九尾との盟約(3)

 その日、藤花は欝々うつうつとした夜を過ごした。せっかく現れた蛙はどこかへ消えてしまい、部屋の前にはあろうことか六洞りくどう重丸。


 奥頭おくがしらは任が解けてせいせいしているだろうが、藤花の方はたまらない。頭の固い重丸は、一切の手抜きなしだ。


 これは今まで以上に絶対に抜けられないな、と藤花はがっかりした。蛙が消えてしまったのも、きっと無理だと思ったからに違いない。

 夕餉ゆうげを終えると、藤花は早々に床に就いた。起きていてもやることがないからだ。

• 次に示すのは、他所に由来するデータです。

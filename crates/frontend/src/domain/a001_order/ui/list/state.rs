use crate::domain::a001_order::api::OrderApi;
use crate::domain::a001_order::editor::OrderEditor;
use crate::domain::a001_order::error::OrderError;
use crate::domain::a001_order::store::OrderStore;
use contracts::domain::a001_order::aggregate::Order;
use contracts::domain::a001_order::filter::{OrderQuery, StatusCounts, StatusFilter};
use leptos::prelude::*;

/// Everything the order dashboard shows, owned in one place
#[derive(Clone, Debug, Default)]
pub struct OrderDashboardState {
    pub store: OrderStore,
    pub query: OrderQuery,
    pub editor: OrderEditor,
    pub is_loading: bool,
}

/// Result of a successful save: the stored order and how the follow-up
/// refresh went
#[derive(Clone, Debug, PartialEq)]
pub struct SaveOutcome {
    pub saved: Order,
    pub refresh: Result<usize, OrderError>,
}

impl OrderDashboardState {
    pub fn visible_orders(&self) -> Vec<Order> {
        self.query.apply(self.store.orders())
    }

    pub fn counts(&self) -> StatusCounts {
        self.store.counts()
    }

    pub fn set_filter(&mut self, filter: StatusFilter) {
        self.query.status = filter;
    }

    pub fn set_search(&mut self, search: String) {
        self.query.search = search;
    }

    /// Opens the order with `id` in the editor; false if it is not in the store
    pub fn select_by_id(&mut self, id: &str) -> bool {
        match self.store.find(id).cloned() {
            Some(order) => {
                self.editor.select(Some(order));
                true
            }
            None => {
                log::warn!("Order {} not found in store", id);
                false
            }
        }
    }
}

pub fn create_state() -> RwSignal<OrderDashboardState> {
    RwSignal::new(OrderDashboardState::default())
}

/// Refreshes the store held in `state` without keeping the signal borrowed
/// across the request. Filter, search and editor keep any changes made
/// while the request was running.
pub async fn refresh_signal<A: OrderApi + ?Sized>(
    state: RwSignal<OrderDashboardState>,
    api: &A,
) -> Result<usize, OrderError> {
    let Some(mut store) = state.try_update(|s| {
        s.is_loading = true;
        s.store.clone()
    }) else {
        return Ok(0);
    };
    let result = store.refresh(api).await;
    let stored = state.try_update(|s| {
        s.store = store;
        s.is_loading = false;
    });
    if stored.is_none() {
        log::debug!("Order dashboard closed before the refresh finished");
    }
    result
}

/// Sends the editor draft and, once the backend accepts it, fetches the list
/// again. The signal is only borrowed between the awaits, so the view stays
/// responsive while the request runs.
///
/// `None` means the dashboard was disposed before the save could finish.
pub async fn save_order(
    state: RwSignal<OrderDashboardState>,
    api: &dyn OrderApi,
) -> Option<Result<SaveOutcome, OrderError>> {
    let (id, body) = match state.try_update(|s| s.editor.begin_save())? {
        Ok(request) => request,
        Err(e) => return Some(Err(e)),
    };

    let result = api.update_order(&id, &body).await;
    let saved = match state.try_update(|s| s.editor.finish_save(result))? {
        Ok(saved) => saved,
        Err(e) => return Some(Err(e)),
    };

    let refresh = refresh_signal(state, api).await;
    Some(Ok(SaveOutcome { saved, refresh }))
}

#[cfg(test)]
mod tests {
    use super::*;
    use crate::domain::a001_order::editor::EditorPhase;
    use crate::domain::a001_order::store::tests::{order, MockOrderApi};
    use contracts::domain::a001_order::aggregate::OrderStatus;

    fn listing() -> Vec<Order> {
        let mut orders = vec![
            order("1", OrderStatus::Pending),
            order("2", OrderStatus::Completed),
            order("3", OrderStatus::Cancelled),
            order("4", OrderStatus::Pending),
        ];
        for (order, phone) in orders
            .iter_mut()
            .zip(["0771234567", "0715550000", "0118887777", "0779999999"])
        {
            order.phone1 = phone.to_string();
        }
        orders
    }

    async fn loaded(api: &MockOrderApi) -> RwSignal<OrderDashboardState> {
        let state = create_state();
        refresh_signal(state, api).await.unwrap();
        state
    }

    fn ids(orders: &[Order]) -> Vec<&str> {
        orders.iter().filter_map(|o| o.identifier()).collect()
    }

    fn open_for_edit(state: RwSignal<OrderDashboardState>, id: &str) {
        state.update(|s| {
            assert!(s.select_by_id(id));
            s.editor.begin_edit();
        });
    }

    #[tokio::test]
    async fn test_refresh_signal_loads_store() {
        let api = MockOrderApi::with_orders(listing());
        let state = create_state();

        assert_eq!(refresh_signal(state, &api).await, Ok(4));

        state.with_untracked(|s| {
            assert!(s.store.is_loaded());
            assert!(!s.is_loading);
            assert_eq!(ids(s.store.orders()), vec!["4", "3", "2", "1"]);
        });
    }

    #[tokio::test]
    async fn test_refresh_signal_failure_keeps_store() {
        let api = MockOrderApi::with_orders(listing());
        let state = loaded(&api).await;
        state.update(|s| s.set_search("Lake".into()));

        *api.listing.borrow_mut() = Err(OrderError::Fetch("Server error: 503".into()));
        let err = refresh_signal(state, &api).await.unwrap_err();

        assert!(matches!(err, OrderError::Fetch(_)));
        state.with_untracked(|s| {
            assert_eq!(s.store.len(), 4);
            assert!(!s.is_loading);
            assert_eq!(s.query.search, "Lake");
        });
    }

    #[tokio::test]
    async fn test_disposed_dashboard_skips_requests() {
        let api = MockOrderApi::with_orders(listing());
        let state = create_state();
        state.dispose();

        assert_eq!(refresh_signal(state, &api).await, Ok(0));
        assert!(save_order(state, &api).await.is_none());
        assert_eq!(*api.fetch_calls.borrow(), 0);
        assert!(api.updates.borrow().is_empty());
    }

    #[tokio::test]
    async fn test_filter_and_search() {
        let api = MockOrderApi::with_orders(listing());
        let state = loaded(&api).await;

        state.update(|s| {
            assert_eq!(ids(&s.visible_orders()), vec!["4", "3", "2", "1"]);

            s.set_filter(StatusFilter::Pending);
            assert_eq!(ids(&s.visible_orders()), vec!["4", "1"]);

            s.set_filter(StatusFilter::All);
            s.set_search("123".into());
            assert_eq!(ids(&s.visible_orders()), vec!["1"]);

            s.set_filter(StatusFilter::Completed);
            assert!(s.visible_orders().is_empty());
            assert_eq!(s.counts().pending, 2);
        });
    }

    #[tokio::test]
    async fn test_select_by_id() {
        let api = MockOrderApi::with_orders(listing());
        let state = loaded(&api).await;

        state.update(|s| {
            assert!(s.select_by_id("3"));
            assert_eq!(s.editor.phase(), EditorPhase::Viewing);
            assert!(!s.select_by_id("missing"));
            assert_eq!(s.editor.selected().and_then(|o| o.identifier()), Some("3"));
        });
    }

    #[tokio::test]
    async fn test_save_order_clears_selection_and_refetches() {
        let api = MockOrderApi::with_orders(listing());
        let state = loaded(&api).await;
        open_for_edit(state, "1");
        state.update(|s| s.editor.set_status(OrderStatus::Completed));

        let mut updated = listing();
        updated[0].status = OrderStatus::Completed;
        *api.listing.borrow_mut() = Ok(updated);

        let outcome = save_order(state, &api).await.unwrap().unwrap();

        assert_eq!(outcome.saved.status, OrderStatus::Completed);
        assert_eq!(outcome.refresh, Ok(4));
        assert_eq!(*api.fetch_calls.borrow(), 2);
        assert_eq!(api.updates.borrow()[0].0, "1");
        state.with_untracked(|s| {
            assert_eq!(s.editor.phase(), EditorPhase::NoSelection);
            assert_eq!(s.counts().completed, 2);
            assert!(!s.is_loading);
        });
    }

    #[tokio::test]
    async fn test_save_order_failure_keeps_draft() {
        let api = MockOrderApi::with_orders(listing());
        let state = loaded(&api).await;
        open_for_edit(state, "2");
        state.update(|s| s.editor.set_address("Somewhere else".into()));
        api.fail_next_update(OrderError::Save("Invalid address".into()));

        let err = save_order(state, &api).await.unwrap().unwrap_err();

        assert_eq!(err, OrderError::Save("Invalid address".into()));
        assert_eq!(*api.fetch_calls.borrow(), 1);
        state.with_untracked(|s| {
            assert_eq!(s.editor.phase(), EditorPhase::Editing);
            assert_eq!(s.editor.draft().map(|o| o.address.as_str()), Some("Somewhere else"));
            assert!(!s.is_loading);
        });
    }

    #[tokio::test]
    async fn test_save_order_rejects_invalid_draft_without_request() {
        let api = MockOrderApi::with_orders(listing());
        let state = loaded(&api).await;
        open_for_edit(state, "3");
        state.update(|s| s.editor.set_name(String::new()));

        let err = save_order(state, &api).await.unwrap().unwrap_err();

        assert!(matches!(err, OrderError::Validation(_)));
        assert!(api.updates.borrow().is_empty());
        assert_eq!(state.with_untracked(|s| s.editor.phase()), EditorPhase::Editing);
    }
}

 しかし、布団に入ってもなかなか寝つけず、藤花は何度も寝返りをうった。そして、ようやくそれも疲れてウトウトとし始めた頃、再び蛙の鳴き声が庭先から聞こえた。


 来た──!


 藤花はぱちっと目が覚めた。しかし、重丸がいるので顔を出すこともできない。

 外では蛙が急かすように鳴いている。


 ゲコ、ゲコ、ゲコ──。ゲコ、ゲコ、ゲコ──。

 ゲコ、ゲコ……。


 蛙の声はうるさいくらいだ。

 いや──、いくらなんでも鳴きすぎだ。


 ここまで鳴いたら、さすがの重丸も不審に思うはず。なのに、外はしんとしており、重丸が動く気配すら感じない。

 そもそも、蛙の鳴き声以外、何も聞こえない。


 藤花は外の様子を確認するため、そろりと障子戸を開けた。


 いつもと変わらない庭。しかし、何かが違う。戸を開けて、すぐ傍らには重丸がぐっすりと寝入っている。

 警護中に寝てしまうような者ではないだろう。


 試しに彼の肩を揺すってみたが、彼は固く目を閉じたまま起きる様子もない。彼だけではない。草木も虫も、何もかもが眠っている。そう、今、起きているのは自分だけだ。


「これは──?」


 ようやく藤花が異変に気づいたその時、


「姫、」


 庭木の影から蛙を手にのせ、兵衛が現れた。灰茶色の小袖に裾の擦りきれた藍の袴をはいたその男は、藤花と目が合うと、鳶色の瞳を優しく和ませた。


「兵衛!」


 藤花は、裸足のまま庭に下りて、兵衛に飛びついた。兵衛が藤花を受け止める。彼の手から蛙がぴょんっと飛び出して、ぽとりと地面に着地した。


「会いたかった──。もう来てくれぬかと……」

「なぜ?」

「いっぱいおまえを困らせた」


 言いながら藤花は彼の首に両腕を絡ませ、その胸に頬を寄せた。


 しかし刹那、


 寄せた頬に言い表せない違和を感じ、藤花は思わず顔を上げ、兵衛の体を押しやった。


「おまえは──、誰じゃ?」

「……やれやれ、こんなに早く気づくとは、」


 ため息混じりに目の前の兵衛が答える。兵衛であってそうでない者は、可笑しそうに顔をかしげた。


「ふうむ。抱き心地でも違ったか?」


 次の瞬間、兵衛の姿がぼんやりと崩れ、そこから新たな男が現れる。

 亜麻色の長い髪をさらりと揺らし、薄墨色の瞳、それは彼のあるじであり、大妖狐と呼ばれる九尾その者だった。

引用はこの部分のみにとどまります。